企業動向を見てみると、輸送用機械や繊維工業、一般機械器具製造業などの製造業では、受注量や販売量が増加しており、特に輸出関連の業績が好調です。為替の影響もあり、輸出製品の売上が拡大していることがわかります。しかし、鉄鋼業や窯業、非鉄金属製造業といった業界では、景気が低調に推移しているため、全体的な回復にはまだ課題が残っています。
建設業においては、資材価格の上昇や労働力不足などの問題が続いており、特に2024年問題と呼ばれる課題への対応が企業にとって大きな負担となっています。注文住宅よりもすぐに入居可能な建売住宅の需要が高まっているものの、コストの上昇が収益に与える影響が懸念されています。不動産業界でも、来客数や成約件数は横ばい状態が続いており、景気の回復を見込む声はあるものの、慎重な動きが続いている状況です。

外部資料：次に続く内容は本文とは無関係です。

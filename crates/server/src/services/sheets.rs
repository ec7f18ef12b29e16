//! Google Sheets values client.
//!
//! The sheet is treated as a key-value store addressed by A1 ranges: one
//! ranged read for the credential block, one chunked `values:batchUpdate`
//! phase for all computed cells. Sheet failures are fatal for the run.

use secrecy::{ExposeSecret, SecretString};
use serde::Deserialize;
use thiserror::Error;
use url::Url;

use spendsheet_core::{MetricCell, column_label, layout::rows};

/// Maximum ranges per `values:batchUpdate` call.
pub const WRITE_BATCH_SIZE: usize = 50;

/// Errors from the Sheets API.
#[derive(Debug, Error)]
pub enum SheetsError {
    /// HTTP request failed.
    #[error("HTTP error: {0}")]
    Http(#[from] reqwest::Error),

    /// API returned a non-success response.
    #[error("API error: {status}: {message}")]
    Api { status: u16, message: String },

    /// Response body or URL was unparseable.
    #[error("Parse error: {0}")]
    Parse(String),
}

#[derive(Debug, Deserialize)]
struct ValueRange {
    #[serde(default)]
    values: Vec<Vec<serde_json::Value>>,
}

/// The credential block of the sheet, read once per run.
///
/// Rows and columns are 1-indexed to match A1 notation. The column count
/// comes from the header row, which spans every configured store.
#[derive(Debug, Default)]
pub struct SheetGrid {
    column_count: u32,
    values: Vec<Vec<String>>,
}

impl SheetGrid {
    fn from_values(column_count: u32, values: Vec<Vec<serde_json::Value>>) -> Self {
        let values = values
            .into_iter()
            .map(|row| {
                row.into_iter()
                    .map(|cell| match cell {
                        serde_json::Value::String(s) => s,
                        serde_json::Value::Number(n) => n.to_string(),
                        serde_json::Value::Bool(b) => b.to_string(),
                        _ => String::new(),
                    })
                    .collect()
            })
            .collect();
        Self {
            column_count,
            values,
        }
    }

    /// Number of columns in the header row (column 1 is the label column).
    #[must_use]
    pub const fn column_count(&self) -> u32 {
        self.column_count
    }

    /// The cell at 1-indexed `(row, column)`, `None` when absent or empty.
    #[must_use]
    pub fn cell(&self, row: u32, column: u32) -> Option<&str> {
        self.values
            .get(row.checked_sub(1)? as usize)?
            .get(column.checked_sub(1)? as usize)
            .map(String::as_str)
            .filter(|v| !v.is_empty())
    }
}

/// Google Sheets API client scoped to one spreadsheet and tab.
#[derive(Clone)]
pub struct SheetsClient {
    http: reqwest::Client,
    base_url: String,
    sheet_id: String,
    sheet_name: String,
    token: SecretString,
}

impl std::fmt::Debug for SheetsClient {
    fn fmt(&self, f: &mut std::fmt::Formatter<'_>) -> std::fmt::Result {
        f.debug_struct("SheetsClient")
            .field("sheet_id", &self.sheet_id)
            .field("sheet_name", &self.sheet_name)
            .finish_non_exhaustive()
    }
}

impl SheetsClient {
    pub fn new(
        http: reqwest::Client,
        base_url: impl Into<String>,
        sheet_id: impl Into<String>,
        sheet_name: impl Into<String>,
        token: SecretString,
    ) -> Self {
        Self {
            http,
            base_url: base_url.into(),
            sheet_id: sheet_id.into(),
            sheet_name: sheet_name.into(),
            token,
        }
    }

    /// The tab name metric ranges are addressed against.
    #[must_use]
    pub fn sheet_name(&self) -> &str {
        &self.sheet_name
    }

    /// Read the header row and credential block.
    ///
    /// The header row (`A1:1`) determines how many columns the run covers;
    /// the block read then spans rows 1 through the last credential row.
    ///
    /// # Errors
    ///
    /// Any read failure is returned as-is; the caller treats it as fatal.
    pub async fn read_credential_grid(&self) -> Result<SheetGrid, SheetsError> {
        let header = self
            .get_range(&format!("{}!A1:1", self.sheet_name))
            .await?;
        let column_count = header.values.first().map_or(0, Vec::len);
        let Ok(column_count) = u32::try_from(column_count) else {
            return Err(SheetsError::Parse("header row too wide".to_string()));
        };
        if column_count == 0 {
            return Ok(SheetGrid::default());
        }

        let end = column_label(column_count);
        let block = self
            .get_range(&format!("{}!A1:{end}{}", self.sheet_name, rows::BLOCK_END))
            .await?;
        Ok(SheetGrid::from_values(column_count, block.values))
    }

    /// Write all computed cells in chunks of [`WRITE_BATCH_SIZE`].
    ///
    /// # Errors
    ///
    /// The first failed batch aborts the write phase; the caller treats it
    /// as fatal for the run.
    pub async fn write_cells(&self, cells: &[MetricCell]) -> Result<usize, SheetsError> {
        if cells.is_empty() {
            return Ok(0);
        }

        let url = self.url(&["values:batchUpdate"])?;
        let mut written = 0;
        for chunk in cells.chunks(WRITE_BATCH_SIZE) {
            let data: Vec<serde_json::Value> = chunk
                .iter()
                .map(|cell| {
                    serde_json::json!({
                        "range": cell.range(&self.sheet_name),
                        "values": [[cell.value.to_json()]],
                    })
                })
                .collect();
            let body = serde_json::json!({
                "valueInputOption": "RAW",
                "data": data,
            });

            let response = self
                .http
                .post(url.clone())
                .bearer_auth(self.token.expose_secret())
                .json(&body)
                .send()
                .await?;
            let _: serde_json::Value = Self::handle_response(response).await?;
            written += chunk.len();
        }

        tracing::info!(cells = written, "sheet write phase complete");
        Ok(written)
    }

    async fn get_range(&self, range: &str) -> Result<ValueRange, SheetsError> {
        let url = self.url(&["values", range])?;
        let response = self
            .http
            .get(url)
            .bearer_auth(self.token.expose_secret())
            .send()
            .await?;
        Self::handle_response(response).await
    }

    fn url(&self, segments: &[&str]) -> Result<Url, SheetsError> {
        let mut url = Url::parse(&self.base_url)
            .map_err(|e| SheetsError::Parse(format!("sheets base url: {e}")))?;
        {
            let mut path = url
                .path_segments_mut()
                .map_err(|()| SheetsError::Parse("sheets base url cannot be a base".to_string()))?;
            path.pop_if_empty().push(&self.sheet_id);
            for segment in segments {
                path.push(segment);
            }
        }
        Ok(url)
    }

    async fn handle_response<T: serde::de::DeserializeOwned>(
        response: reqwest::Response,
    ) -> Result<T, SheetsError> {
        let status = response.status();
        if !status.is_success() {
            let message = response
                .text()
                .await
                .unwrap_or_else(|_| "Unknown error".to_string());
            return Err(SheetsError::Api {
                status: status.as_u16(),
                message,
            });
        }
        response
            .json()
            .await
            .map_err(|e| SheetsError::Parse(format!("response body: {e}")))
    }
}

雇用動向に関しては、人材紹介業や派遣業界において求職者数が増加し、企業の採用意欲も高まっています。特に自動車関連産業では、業績が好調であり、人材への投資に積極的な企業が目立ちます。一方で、求人広告の掲載数や新規求人の受理件数が減少している業種もあり、全体的な人手不足感は依然として強いものの、賃金の上昇や物価高が企業の採用活動に影響を与えていることがわかります。
全体として、中国地域の経済は徐々に回復しているものの、業界ごとの課題が残る複雑な状況が続いています。消費者動向や物価上昇、天候や災害といった外的要因が企業活動に影響を及ぼしているため、今後の経済動向を注視する必要があります。